With that in mind, consider Corsi's level of argumentation in this November 2005 WorldNetDaily article, as he discusses Thunder Horse, a drilling area that BP operates in the Gulf of Mexico:
Moreover, Thunder Horse also defies "fossil-fuel" oil theorists who like to argue that oil comes from dead dinosaurs and decaying ancient forests. With the water depth of nearly 2 miles, Thunder Horse is truly an ultra-deep project. From the floor of the Gulf, BP has drilled down another 6 miles to hit oil. What evidence is there that any ancient dinosaur ever walked on land that is now 8 miles down? Moreover, geologists identify the deposits in which BP has found oil in the Thunder Horse Field as Miocene, a period that occurred in the Cenozoic Era, some 24,000 years ago. Dinosaurs by then were long gone, having disappeared at the end of the Mesozoic Era, some 65 million years ago.
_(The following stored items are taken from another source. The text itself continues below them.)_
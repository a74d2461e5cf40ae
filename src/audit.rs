//! Appends a per-company, per-month human-readable audit summary.
//!
//! Line-based append-only text, no schema version, styled after the
//! tracing-field summaries `keeper-rs/src/main.rs` emits at the end of a
//! poll cycle, converted here into a flat file report instead of a log
//! line.

use crate::domain::{Company, DocType, MonthKey, Role};
use std::collections::HashMap;
use std::fs::OpenOptions;
use std::io::Write;
use std::path::{Path, PathBuf};

#[derive(Debug, Clone)]
pub struct DocTypeValidation {
    pub doc_type: DocType,
    pub manifest_count: usize,
    pub disk_count: usize,
    pub faltantes_valid: usize,
    pub ignored_faltantes: usize,
    pub extras: usize,
    pub status: String,
}

#[derive(Debug, Clone, Default)]
pub struct IndividualDownloadStats {
    pub attempts: u32,
    pub successes: u32,
    pub download_failures: u32,
    pub save_failures: u32,
    pub retroactive_corrections: usize,
}

#[derive(Debug, Clone, Default)]
pub struct AuditSummary {
    pub execution_ts: String,
    pub period: String,
    pub validations: Vec<DocTypeValidation>,
    pub report_counts_by_role: Vec<(DocType, Role, usize)>,
    pub local_dir_counts: HashMap<String, usize>,
    pub cancel_event_counts: HashMap<String, usize>,
    pub parse_errors: u64,
    pub info_errors: u64,
    pub save_errors: u64,
    pub individual: IndividualDownloadStats,
}

pub fn audit_path(primary_root: &Path, company: &Company, month: &MonthKey) -> PathBuf {
    primary_root
        .join(month.year().to_string())
        .join(&company.folder_name)
        .join(format!("{:02}", month.month()))
        .join(format!(
            "Resumo_Auditoria_{}_{}_{:02}.txt",
            company.folder_name,
            month.year(),
            month.month()
        ))
}

pub fn append_summary(
    primary_root: &Path,
    company: &Company,
    month: &MonthKey,
    summary: &AuditSummary,
) -> std::io::Result<()> {
    let path = audit_path(primary_root, company, month);
    if let Some(parent) = path.parent() {
        std::fs::create_dir_all(parent)?;
    }
    let mut file = OpenOptions::new().create(true).append(true).open(path)?;

    writeln!(file, "=== Execucao: {} ===", summary.execution_ts)?;
    writeln!(file, "Empresa: {} ({})", company.folder_name, company.id_canonical)?;
    writeln!(file, "Periodo: {}", summary.period)?;

    for v in &summary.validations {
        let rate = if v.manifest_count > 0 {
            (v.disk_count as f64 / v.manifest_count as f64) * 100.0
        } else {
            100.0
        };
        writeln!(
            file,
            "{}: {}/{} OK ({:.0}%) | faltantes_validas={} ignorados={} extras={} status={}",
            v.doc_type.as_str(),
            v.disk_count,
            v.manifest_count,
            rate,
            v.faltantes_valid,
            v.ignored_faltantes,
            v.extras,
            v.status,
        )?;
    }

    for (doc_type, role, count) in &summary.report_counts_by_role {
        writeln!(file, "Relatorio {} / {}: {}", doc_type.as_str(), role.as_str(), count)?;
    }

    let mut dirs: Vec<_> = summary.local_dir_counts.iter().collect();
    dirs.sort_by_key(|(name, _)| name.to_string());
    for (dir, count) in dirs {
        writeln!(file, "Diretorio {dir}: {count} arquivos")?;
    }

    let mut cancels: Vec<_> = summary.cancel_event_counts.iter().collect();
    cancels.sort_by_key(|(name, _)| name.to_string());
    for (event_type, count) in cancels {
        writeln!(file, "Eventos de cancelamento {event_type}: {count}")?;
    }

    writeln!(
        file,
        "Erros: parse={} info={} save={}",
        summary.parse_errors, summary.info_errors, summary.save_errors
    )?;
    writeln!(
        file,
        "Recuperacao individual: tentativas={} sucesso={} falhas_download={} falhas_save={} correcoes_retroativas={}",
        summary.individual.attempts,
        summary.individual.successes,
        summary.individual.download_failures,
        summary.individual.save_failures,
        summary.individual.retroactive_corrections,
    )?;
    writeln!(file)?;

    Ok(())
}

#[cfg(test)]
mod tests {
    use super::*;

    #[test]
    fn appends_block_without_truncating_prior_content() {
        let dir = tempfile::tempdir().unwrap();
        let company = Company {
            id_canonical: "12345678000195".to_string(),
            folder_name: "Empresa".to_string(),
        };
        let month = MonthKey::parse("04-2024").unwrap();
        let summary = AuditSummary {
            execution_ts: "2024-04-10T10:00:00Z".to_string(),
            period: "04-2024".to_string(),
            validations: vec![DocTypeValidation {
                doc_type: DocType::NFe,
                manifest_count: 3,
                disk_count: 3,
                faltantes_valid: 0,
                ignored_faltantes: 0,
                extras: 0,
                status: "OK".to_string(),
            }],
            ..Default::default()
        };

        append_summary(dir.path(), &company, &month, &summary).unwrap();
        append_summary(dir.path(), &company, &month, &summary).unwrap();

        let path = audit_path(dir.path(), &company, &month);
        let contents = std::fs::read_to_string(path).unwrap();
        assert_eq!(contents.matches("=== Execucao").count(), 2);
        assert!(contents.contains("NFe: 3/3 OK (100%)"));
    }
}
//! Typed error enums for each module boundary.
//!
//! Library-internal failures are typed (`thiserror`) so callers can match on
//! them; the orchestration layer (pipeline/cycle) converts everything into
//! bookkeeping rather than propagating `Result` across a company boundary.

use thiserror::Error;

#[derive(Error, Debug)]
pub enum IdentifierError {
    #[error("invalid identifier '{0}': expected 11 or 14 digits after normalization")]
    InvalidIdentifier(String),
}

#[derive(Error, Debug)]
pub enum InspectError {
    #[error("unreadable xml: {0}")]
    UnreadableXml(String),
    #[error("missing required field '{field}'")]
    MissingFields { field: &'static str },
}

#[derive(Error, Debug)]
pub enum UpstreamError {
    #[error("network failure: {0}")]
    Network(#[from] reqwest::Error),
    #[error("http status {status}")]
    Http { status: u16 },
    #[error("api error: {message}")]
    ApiError { message: String },
    #[error("operation timed out after {0:?}")]
    Timeout(std::time::Duration),
    #[error("failed to decode response body: {0}")]
    Decode(String),
}

#[derive(Error, Debug)]
pub enum StateError {
    #[error("io error at {path}: {source}")]
    Io {
        path: std::path::PathBuf,
        #[source]
        source: std::io::Error,
    },
    #[error("failed to (de)serialize state: {0}")]
    Serde(#[from] serde_json::Error),
    #[error("invalid month key '{0}', expected MM-YYYY or YYYY-MM")]
    InvalidMonthKey(String),
}

#[derive(Error, Debug)]
pub enum CommitError {
    #[error("io error staging '{path}': {source}")]
    Stage {
        path: std::path::PathBuf,
        #[source]
        source: std::io::Error,
    },
    #[error("io error copying to target '{path}': {source}")]
    CopyToTarget {
        path: std::path::PathBuf,
        #[source]
        source: std::io::Error,
    },
    #[error("transaction record error: {0}")]
    Serde(#[from] serde_json::Error),
}

/// Aggregates the module-local error types a fetch step can surface;
/// callers above the fetchers only need to know "which layer failed".
#[derive(Error, Debug)]
pub enum FetchError {
    #[error(transparent)]
    Upstream(#[from] UpstreamError),
    #[error(transparent)]
    State(#[from] StateError),
    #[error(transparent)]
    Commit(#[from] CommitError),
    #[error(transparent)]
    Inspect(#[from] InspectError),
}

#[derive(Error, Debug)]
pub enum ManifestError {
    #[error("io error reading manifest: {0}")]
    Io(#[from] std::io::Error),
    #[error("failed to open spreadsheet: {0}")]
    Spreadsheet(String),
    #[error("manifest is missing required column '{0}'")]
    MissingColumn(&'static str),
    #[error("network failure fetching manifest: {0}")]
    Network(#[from] reqwest::Error),
}
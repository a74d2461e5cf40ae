//! Command-line surface, grounded on `keeper-rs/src/main.rs`'s `Args`
//! (a flat `clap::Parser` struct handed to `ArchivistConfig::from_raw_args`).

use crate::config::{ArchivistConfig, RawArgs};
use clap::Parser;
use eyre::Result;
use std::path::PathBuf;

#[derive(Parser, Debug)]
#[command(
    name = "fiscal-archivist",
    version,
    about = "Incremental fetcher and local-archive manager for NFe/CTe fiscal documents"
)]
pub struct Args {
    /// Company roster: a local CSV path or an http(s) URL.
    pub roster_source: String,

    /// Root directory under which `estado/`, `primario/`, `plano/` and
    /// `cancelamentos/` are created.
    #[arg(long, default_value = "archivist-data")]
    pub base_dir: PathBuf,

    /// Override the upstream API base URL (defaults to the production host,
    /// or SIEG_BASE_URL if set).
    #[arg(long)]
    pub base_url: Option<String>,

    /// Process only the first N companies in the roster.
    #[arg(long)]
    pub limit: Option<usize>,

    /// Reset cursors before running the cycle.
    #[arg(long)]
    pub seed: bool,

    /// Run cycles continuously until interrupted.
    #[arg(long)]
    pub r#loop: bool,

    /// Seconds to pause between cycles in loop mode (0 = immediately).
    #[arg(long, default_value_t = 0)]
    pub loop_interval: u64,

    /// DEBUG, INFO, WARNING, ERROR, or CRITICAL.
    #[arg(long, default_value = "INFO")]
    pub log_level: String,

    /// Never exit nonzero because of the failure rate.
    #[arg(long)]
    pub ignore_failure_rates: bool,

    /// Critical failure-rate threshold as a percent (default 50); the
    /// warning threshold is max(20, this / 2).
    #[arg(long, default_value_t = 50.0)]
    pub failure_threshold: f64,

    /// How long completed transaction records are kept before cleanup.
    #[arg(long, default_value_t = 30)]
    pub retention_days: u64,
}

impl Args {
    pub fn into_config(self) -> Result<ArchivistConfig> {
        ArchivistConfig::from_raw_args(RawArgs {
            roster_source: self.roster_source,
            base_dir: self.base_dir,
            base_url: self.base_url,
            limit: self.limit,
            seed: self.seed,
            loop_mode: self.r#loop,
            loop_interval_seconds: self.loop_interval,
            log_level: self.log_level,
            ignore_failure_rates: self.ignore_failure_rates,
            failure_threshold_pct: self.failure_threshold,
            retention_days: self.retention_days,
        })
    }
}
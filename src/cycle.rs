//! Cycle Orchestrator (C12): loads the roster, runs pendency replay, then
//! drives every company's pipeline sequentially and aggregates outcomes.
//!
//! The `--loop`/single-instance-lock/catch-and-continue shape is
//! `keeper-rs/src/main.rs`'s outer `loop { ... }` body, narrowed from an
//! indefinitely-running keeper to a cycle that can also run once and report
//! an exit code from an aggregate failure rate.

use crate::circuit::CircuitBreaker;
use crate::committer::Committer;
use crate::config::ArchivistConfig;
use crate::domain::{Company, MonthKey};
use crate::pipeline::{self, CompanyOutcome, Context};
use crate::roster;
use crate::state_store::StateStore;
use crate::upstream::UpstreamClient;
use chrono::Datelike;
use fs2::FileExt;
use std::collections::HashMap;
use std::fs::OpenOptions;
use tracing::{info, warn};

#[derive(Debug, Clone, Copy, Default)]
pub struct CycleStats {
    pub total: usize,
    pub success: usize,
    pub failed: usize,
    pub skipped: usize,
}

impl CycleStats {
    pub fn failure_rate_pct(&self) -> f64 {
        if self.total == 0 {
            0.0
        } else {
            (self.failed as f64 / self.total as f64) * 100.0
        }
    }
}

pub fn now_ts() -> String {
    chrono::Utc::now().to_rfc3339()
}

/// Replays every open report pendency across every company known to the
/// state store's metadata, resetting cursors for the ones that resolve with
/// a non-empty report, before the main per-company loop runs.
async fn run_pendency_replay(
    ctx: &mut Context<'_>,
    by_id: &HashMap<String, Company>,
    today: chrono::NaiveDate,
    ts: &str,
) {
    let pending = match ctx.state.list_pending_reports() {
        Ok(p) => p,
        Err(e) => {
            warn!(error = %e, "failed to list pending reports for replay");
            return;
        }
    };

    for (company_id, month, doc_type, pendency) in pending {
        let Some(company) = by_id.get(&company_id) else {
            continue;
        };
        info!(
            company = %company_id,
            month = month.as_str(),
            doc_type = doc_type.as_str(),
            attempts = pendency.attempts,
            first_failure_ts = %pendency.first_failure_ts,
            "replaying stuck report pendency"
        );
        match pipeline::replay_pendency(ctx, company, &month, doc_type, today, ts).await {
            Ok(true) => {
                let _ = ctx.state.reset_skip_for_report(&company_id, &month, doc_type);
            }
            Ok(false) => {}
            Err(e) => warn!(company = %company_id, error = %e, "pendency replay failed"),
        }
    }
}

/// Runs a single cycle: pendency replay, then every company in the roster
/// (bounded by `cfg.limit`), sequentially. Returns aggregate statistics.
pub async fn run_cycle(
    cfg: &ArchivistConfig,
    upstream: &UpstreamClient,
    state: &mut StateStore,
    committer: &Committer,
    circuit: &mut CircuitBreaker,
    roster: &[Company],
) -> CycleStats {
    let ts = now_ts();
    let today = chrono::Utc::now().date_naive();
    let mut ctx = Context {
        upstream,
        state,
        committer,
        circuit,
        primary_root: cfg.primary_root.clone(),
        flat_root: cfg.flat_root.clone(),
        cancel_root: cfg.cancel_root.clone(),
    };

    let by_id: HashMap<String, Company> = roster
        .iter()
        .map(|c| (c.id_canonical.clone(), c.clone()))
        .collect();
    run_pendency_replay(&mut ctx, &by_id, today, &ts).await;

    let companies: Vec<&Company> = match cfg.limit {
        Some(n) => roster.iter().take(n).collect(),
        None => roster.iter().collect(),
    };

    let mut stats = CycleStats::default();
    for company in companies {
        stats.total += 1;
        let outcome = pipeline::process_company(&mut ctx, company, today, cfg.seed_run, &ts).await;
        match outcome {
            CompanyOutcome::Ok => stats.success += 1,
            CompanyOutcome::FailedCritical => stats.failed += 1,
            CompanyOutcome::SkippedCircuit => stats.skipped += 1,
        }
    }

    let month = MonthKey::from_year_month(today.year(), today.month());
    if let Err(e) = ctx.state.save_month(&month, &ts) {
        warn!(error = %e, "failed to persist state after cycle");
    }

    if let Err(e) = ctx.committer.cleanup_completed(cfg.retention_days, std::time::SystemTime::now()) {
        warn!(error = %e, "failed to clean up completed transaction records");
    }

    info!(
        total = stats.total,
        success = stats.success,
        failed = stats.failed,
        skipped = stats.skipped,
        failure_rate = stats.failure_rate_pct(),
        "cycle complete"
    );

    stats
}

/// Exit code per spec §4.12/§6: 0 success, 1 at or above the warning rate,
/// 2 at or above the critical rate, unless `ignore_failure_rates` is set.
pub fn exit_code_for(stats: &CycleStats, cfg: &ArchivistConfig) -> i32 {
    if cfg.ignore_failure_rates {
        return 0;
    }
    let rate = stats.failure_rate_pct();
    if rate >= cfg.critical_threshold_pct {
        2
    } else if rate >= cfg.warning_threshold_pct {
        1
    } else {
        0
    }
}

/// Acquires an exclusive advisory lock on a file under `state_root`,
/// refusing to start a second instance against the same state directory —
/// the single-instance guard from `keeper-rs/src/main.rs`, adapted from a
/// lockfile next to the state JSON to one next to `estado/`.
pub fn acquire_single_instance_lock(cfg: &ArchivistConfig) -> eyre::Result<std::fs::File> {
    std::fs::create_dir_all(&cfg.state_root)?;
    let lock_path = cfg.state_root.join("archivist.lock");
    let lock_file = OpenOptions::new()
        .create(true)
        .read(true)
        .write(true)
        .truncate(false)
        .open(&lock_path)
        .map_err(|e| eyre::eyre!("failed to open lock file {}: {e}", lock_path.display()))?;
    lock_file
        .try_lock_exclusive()
        .map_err(|e| eyre::eyre!("another instance is already running against {}: {e}", cfg.state_root.display()))?;
    Ok(lock_file)
}

/// Loads the roster and, if `cfg.seed_run`, nothing else needs resetting at
/// this layer — `seed_run`'s cursor reset happens per-company inside
/// `pipeline::process_company` (spec leaves `processed_xml_keys` alone).
pub async fn load_roster(cfg: &ArchivistConfig) -> eyre::Result<Vec<Company>> {
    let companies = roster::load_roster_source(&cfg.roster_source).await?;
    if companies.is_empty() {
        warn!(source = %cfg.roster_source, "roster loaded zero companies");
    }
    Ok(companies)
}

#[cfg(test)]
mod tests {
    use super::*;
    use std::time::Duration;

    #[test]
    fn exit_code_thresholds() {
        let mut cfg = test_config();
        cfg.critical_threshold_pct = 50.0;
        cfg.warning_threshold_pct = 20.0;

        assert_eq!(exit_code_for(&CycleStats { total: 10, failed: 0, success: 10, skipped: 0 }, &cfg), 0);
        assert_eq!(exit_code_for(&CycleStats { total: 10, failed: 2, success: 8, skipped: 0 }, &cfg), 1);
        assert_eq!(exit_code_for(&CycleStats { total: 10, failed: 5, success: 5, skipped: 0 }, &cfg), 2);
    }

    #[test]
    fn ignore_failure_rates_always_zero() {
        let mut cfg = test_config();
        cfg.ignore_failure_rates = true;
        assert_eq!(exit_code_for(&CycleStats { total: 10, failed: 9, success: 1, skipped: 0 }, &cfg), 0);
    }

    fn test_config() -> ArchivistConfig {
        ArchivistConfig {
            roster_source: "roster.csv".to_string(),
            base_url: "https://api.sieg.com".to_string(),
            api_key: "key".to_string(),
            state_root: "/tmp/archivist-test/estado".into(),
            transactions_root: "/tmp/archivist-test/transactions".into(),
            primary_root: "/tmp/archivist-test/primario".into(),
            flat_root: "/tmp/archivist-test/plano".into(),
            cancel_root: "/tmp/archivist-test/cancelamentos".into(),
            limit: None,
            seed_run: false,
            loop_mode: false,
            loop_interval: Duration::from_secs(0),
            log_level: crate::config::LogLevel::Info,
            ignore_failure_rates: false,
            critical_threshold_pct: 50.0,
            warning_threshold_pct: 20.0,
            retention_days: 30,
            timeouts: crate::upstream::UpstreamTimeouts::from_env(),
        }
    }
}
Corsi makes multiple scientific mistakes here. Scientists never argue that oil comes from "dead dinosaurs and decaying ancient forests." Again, oil derives from fossilized marine microorganisms. The Miocene was not a point in time "24,000 years ago." It lasted from about 5 million years ago to 23 million years ago. In geological language, it's an epoch, not a period, and according to BP, the rocks at Thunder Horse appear to be 5 to 11 million years old. Moreover, oil tends to seep upward over time, so we typically extract it from rocks that are younger than those in which it was formed anyway. Finally, while dinosaur references are irrelevant to oil, basic geological concepts -- erosion, plate tectonics -- explain how any creature might walk on land that later becomes deeply submerged. The National Research Council suggests students should know these concepts by the eighth grade.
Lewan summarizes matters: "I feel that the evidence right now for the organic theory, for our major economic occurrences [of oil], is overwhelming. And the evidence for inorganic sources right now to explain our current discoveries is unsubstantiated."